Gaun hitam sederhana yang ia kenakan mungkin tidaklah semewah tamu-tamu yang akan menghadiri acara malam ini, namun itu bukan masalah.
Ia tidak datang untuk berpesta, bukan pula untuk mengagumi kemewahan yang tak pernah ia rasakan.
Ia datang untuk menuntut haknya—hak atas setiap sen yang telah ia habiskan untuk Nielson Stokes, lelaki yang telah menghancurkan hidupnya.
Selama bertahun-tahun, ia bekerja tanpa henti, membanting tulang di toko ritel dan restoran cepat saji demi membayar biaya kuliah Nielson.
Ia bahkan rela bertengkar dan meninggalkan keluarganya di Basalt, membela pria yang kini bekerja di Aurora Development Group.

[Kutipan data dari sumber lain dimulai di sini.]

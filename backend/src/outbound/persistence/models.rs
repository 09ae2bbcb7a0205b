//! Row structs bridging the Diesel schema and the domain entities.
//!
//! Query rows convert into domain types fallibly because stored status and
//! currency strings re-enter the typed world here; a mismatch means the
//! database holds data this build cannot interpret, reported as a query
//! failure rather than a panic. Insert and changeset structs are built from
//! the validated domain payloads plus the acting user and instant, so
//! timestamps are always assigned application-side.

use chrono::{DateTime, NaiveDate, Utc};
use diesel::prelude::*;
use rust_decimal::Decimal;
use uuid::Uuid;

use crate::domain::money::Currency;
use crate::domain::pax::{NewPax, Pax, PaxChanges};
use crate::domain::ports::StorageError;
use crate::domain::reservation::{
    CurrencyTotal, NewReservation, Reservation, ReservationChanges, ReservationStatus,
};
use crate::domain::user::{DisplayName, User, UserId};

use super::schema::{pax, reservation_currency_totals, reservations, users};

mod booking_rows;

pub(super) use booking_rows::{
    CarRentalRow, CarRentalRowUpdate, CruiseRow, CruiseRowUpdate, ExcursionRow,
    ExcursionRowUpdate, FlightRow, FlightRowUpdate, HotelRow, HotelRowUpdate, MedicalAssistRow,
    MedicalAssistRowUpdate, NewCarRentalRow, NewCruiseRow, NewExcursionRow, NewFlightRow,
    NewHotelRow, NewMedicalAssistRow, NewTransferRow, TransferRow, TransferRowUpdate,
};

/// Re-enter the typed currency world from a stored code.
fn parse_currency(raw: &str) -> Result<Currency, StorageError> {
    Currency::new(raw)
        .map_err(|err| StorageError::query(format!("stored currency {raw:?} is invalid: {err}")))
}

// ---- User models ----

/// Operator account row.
#[derive(Debug, Clone, Queryable, Selectable)]
#[diesel(table_name = users)]
#[diesel(check_for_backend(diesel::pg::Pg))]
pub(super) struct UserRow {
    pub id: Uuid,
    pub display_name: String,
}

impl TryFrom<UserRow> for User {
    type Error = StorageError;

    fn try_from(row: UserRow) -> Result<Self, Self::Error> {
        let display_name = DisplayName::new(row.display_name)
            .map_err(|err| StorageError::query(format!("stored display name is invalid: {err}")))?;
        Ok(User::new(UserId::from_uuid(row.id), display_name))
    }
}

// ---- Reservation models ----

/// Reservation row as stored.
#[derive(Debug, Clone, Queryable, Selectable)]
#[diesel(table_name = reservations)]
#[diesel(check_for_backend(diesel::pg::Pg))]
pub(super) struct ReservationRow {
    pub id: Uuid,
    pub reference_code: String,
    pub owner_id: Uuid,
    pub status: String,
    pub total_price: Decimal,
    pub amount_paid: Decimal,
    pub notes: Option<String>,
    pub created_by: Uuid,
    pub updated_by: Uuid,
    pub created_at: DateTime<Utc>,
    pub updated_at: DateTime<Utc>,
}

impl TryFrom<ReservationRow> for Reservation {
    type Error = StorageError;

    fn try_from(row: ReservationRow) -> Result<Self, Self::Error> {
        let status = row
            .status
            .parse()
            .map_err(|err| StorageError::query(format!("stored status is invalid: {err}")))?;
        Ok(Self {
            id: row.id,
            reference_code: row.reference_code,
            owner_id: row.owner_id,
            status,
            total_price: row.total_price,
            amount_paid: row.amount_paid,
            notes: row.notes,
            created_by: row.created_by,
            updated_by: row.updated_by,
            created_at: row.created_at,
            updated_at: row.updated_at,
        })
    }
}

/// Insert shape for a freshly created reservation.
#[derive(Debug, Insertable)]
#[diesel(table_name = reservations)]
pub(super) struct NewReservationRow<'a> {
    pub id: Uuid,
    pub reference_code: &'a str,
    pub owner_id: Uuid,
    pub status: &'static str,
    pub total_price: Decimal,
    pub amount_paid: Decimal,
    pub notes: Option<&'a str>,
    pub created_by: Uuid,
    pub updated_by: Uuid,
    pub created_at: DateTime<Utc>,
    pub updated_at: DateTime<Utc>,
}

impl<'a> NewReservationRow<'a> {
    /// Build the insert from a validated payload.
    ///
    /// New reservations start as drafts with zero running sums.
    pub fn from_new(new: &'a NewReservation, id: Uuid, owner: Uuid, now: DateTime<Utc>) -> Self {
        Self {
            id,
            reference_code: &new.reference_code,
            owner_id: owner,
            status: ReservationStatus::Draft.as_str(),
            total_price: Decimal::ZERO,
            amount_paid: Decimal::ZERO,
            notes: new.notes.as_deref(),
            created_by: owner,
            updated_by: owner,
            created_at: now,
            updated_at: now,
        }
    }
}

/// Changeset for a reservation patch.
///
/// `None` fields are skipped by Diesel, so omitted patch fields stay
/// untouched while the audit stamp is always written.
#[derive(Debug, AsChangeset)]
#[diesel(table_name = reservations)]
pub(super) struct ReservationRowUpdate {
    pub status: Option<&'static str>,
    pub notes: Option<String>,
    pub updated_by: Uuid,
    pub updated_at: DateTime<Utc>,
}

impl ReservationRowUpdate {
    /// Build the changeset from validated changes.
    pub fn from_changes(changes: &ReservationChanges, actor: Uuid, now: DateTime<Utc>) -> Self {
        Self {
            status: changes.status.map(ReservationStatus::as_str),
            notes: changes.notes.clone(),
            updated_by: actor,
            updated_at: now,
        }
    }
}

/// Per-currency aggregate row as stored.
#[derive(Debug, Clone, Queryable, Selectable)]
#[diesel(table_name = reservation_currency_totals)]
#[diesel(check_for_backend(diesel::pg::Pg))]
pub(super) struct CurrencyTotalRow {
    pub reservation_id: Uuid,
    pub currency: String,
    pub total_price: Decimal,
    pub amount_paid: Decimal,
}

impl TryFrom<CurrencyTotalRow> for CurrencyTotal {
    type Error = StorageError;

    fn try_from(row: CurrencyTotalRow) -> Result<Self, Self::Error> {
        Ok(Self {
            currency: parse_currency(&row.currency)?,
            total_price: row.total_price,
            amount_paid: row.amount_paid,
        })
    }
}

// ---- Pax models ----

/// Passenger row as stored.
#[derive(Debug, Clone, Queryable, Selectable)]
#[diesel(table_name = pax)]
#[diesel(check_for_backend(diesel::pg::Pg))]
pub(super) struct PaxRow {
    pub id: Uuid,
    pub reservation_id: Uuid,
    pub first_name: String,
    pub last_name: String,
    pub date_of_birth: Option<NaiveDate>,
    pub dni_number: Option<String>,
    pub dni_expiration: Option<NaiveDate>,
    pub passport_number: Option<String>,
    pub passport_expiration: Option<NaiveDate>,
    pub created_by: Uuid,
    pub updated_by: Uuid,
    pub created_at: DateTime<Utc>,
    pub updated_at: DateTime<Utc>,
}

impl From<PaxRow> for Pax {
    fn from(row: PaxRow) -> Self {
        Self {
            id: row.id,
            reservation_id: row.reservation_id,
            first_name: row.first_name,
            last_name: row.last_name,
            date_of_birth: row.date_of_birth,
            dni_number: row.dni_number,
            dni_expiration: row.dni_expiration,
            passport_number: row.passport_number,
            passport_expiration: row.passport_expiration,
            created_by: row.created_by,
            updated_by: row.updated_by,
            created_at: row.created_at,
            updated_at: row.updated_at,
        }
    }
}

/// Insert shape for a new passenger.
///
/// Owned strings: the insert runs inside a transaction closure that must be
/// `'static`.
#[derive(Debug, Insertable)]
#[diesel(table_name = pax)]
pub(super) struct NewPaxRow {
    pub id: Uuid,
    pub reservation_id: Uuid,
    pub first_name: String,
    pub last_name: String,
    pub date_of_birth: Option<NaiveDate>,
    pub dni_number: Option<String>,
    pub dni_expiration: Option<NaiveDate>,
    pub passport_number: Option<String>,
    pub passport_expiration: Option<NaiveDate>,
    pub created_by: Uuid,
    pub updated_by: Uuid,
    pub created_at: DateTime<Utc>,
    pub updated_at: DateTime<Utc>,
}

impl NewPaxRow {
    /// Build the insert from a validated payload.
    pub fn from_new(
        new: &NewPax,
        id: Uuid,
        reservation_id: Uuid,
        actor: Uuid,
        now: DateTime<Utc>,
    ) -> Self {
        Self {
            id,
            reservation_id,
            first_name: new.first_name.clone(),
            last_name: new.last_name.clone(),
            date_of_birth: new.date_of_birth,
            dni_number: new.dni.number.clone(),
            dni_expiration: new.dni.expiration,
            passport_number: new.passport.number.clone(),
            passport_expiration: new.passport.expiration,
            created_by: actor,
            updated_by: actor,
            created_at: now,
            updated_at: now,
        }
    }
}

/// Changeset for a passenger update.
#[derive(Debug, AsChangeset)]
#[diesel(table_name = pax)]
pub(super) struct PaxRowUpdate {
    pub first_name: Option<String>,
    pub last_name: Option<String>,
    pub date_of_birth: Option<NaiveDate>,
    pub dni_number: Option<String>,
    pub dni_expiration: Option<NaiveDate>,
    pub passport_number: Option<String>,
    pub passport_expiration: Option<NaiveDate>,
    pub updated_by: Uuid,
    pub updated_at: DateTime<Utc>,
}

impl PaxRowUpdate {
    /// Build the changeset from validated changes.
    pub fn from_changes(changes: &PaxChanges, actor: Uuid, now: DateTime<Utc>) -> Self {
        Self {
            first_name: changes.first_name.clone(),
            last_name: changes.last_name.clone(),
            date_of_birth: changes.date_of_birth,
            dni_number: changes.dni.number.clone(),
            dni_expiration: changes.dni.expiration,
            passport_number: changes.passport.number.clone(),
            passport_expiration: changes.passport.expiration,
            updated_by: actor,
            updated_at: now,
        }
    }
}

Dan yang lebih menyakitkan, semua pengorbanannya seakan tidak berarti apa-apa.
Nielson membuangnya begitu saja setelah mendapatkan apa yang diinginkan. Sekarang, pria itu bersanding dengan Molly Beckett—putri direktur perusahaannya.
Catelyn menggigit bibir, menahan kemarahan yang bergejolak di dadanya. Ini bukan waktunya untuk tenggelam dalam penyesalan. Ia harus bertindak.
Gadis itu pun segera ke tempat tujuan.
Le Jardin adalah hotel bintang lima di Denver yang menjadi tempat acara jamuan makan malam eksklusif yang sengaja diadakan secara khusus oleh ketua asosiasi pengusaha kota Denver untuk menyambut seorang tamu kehormatan.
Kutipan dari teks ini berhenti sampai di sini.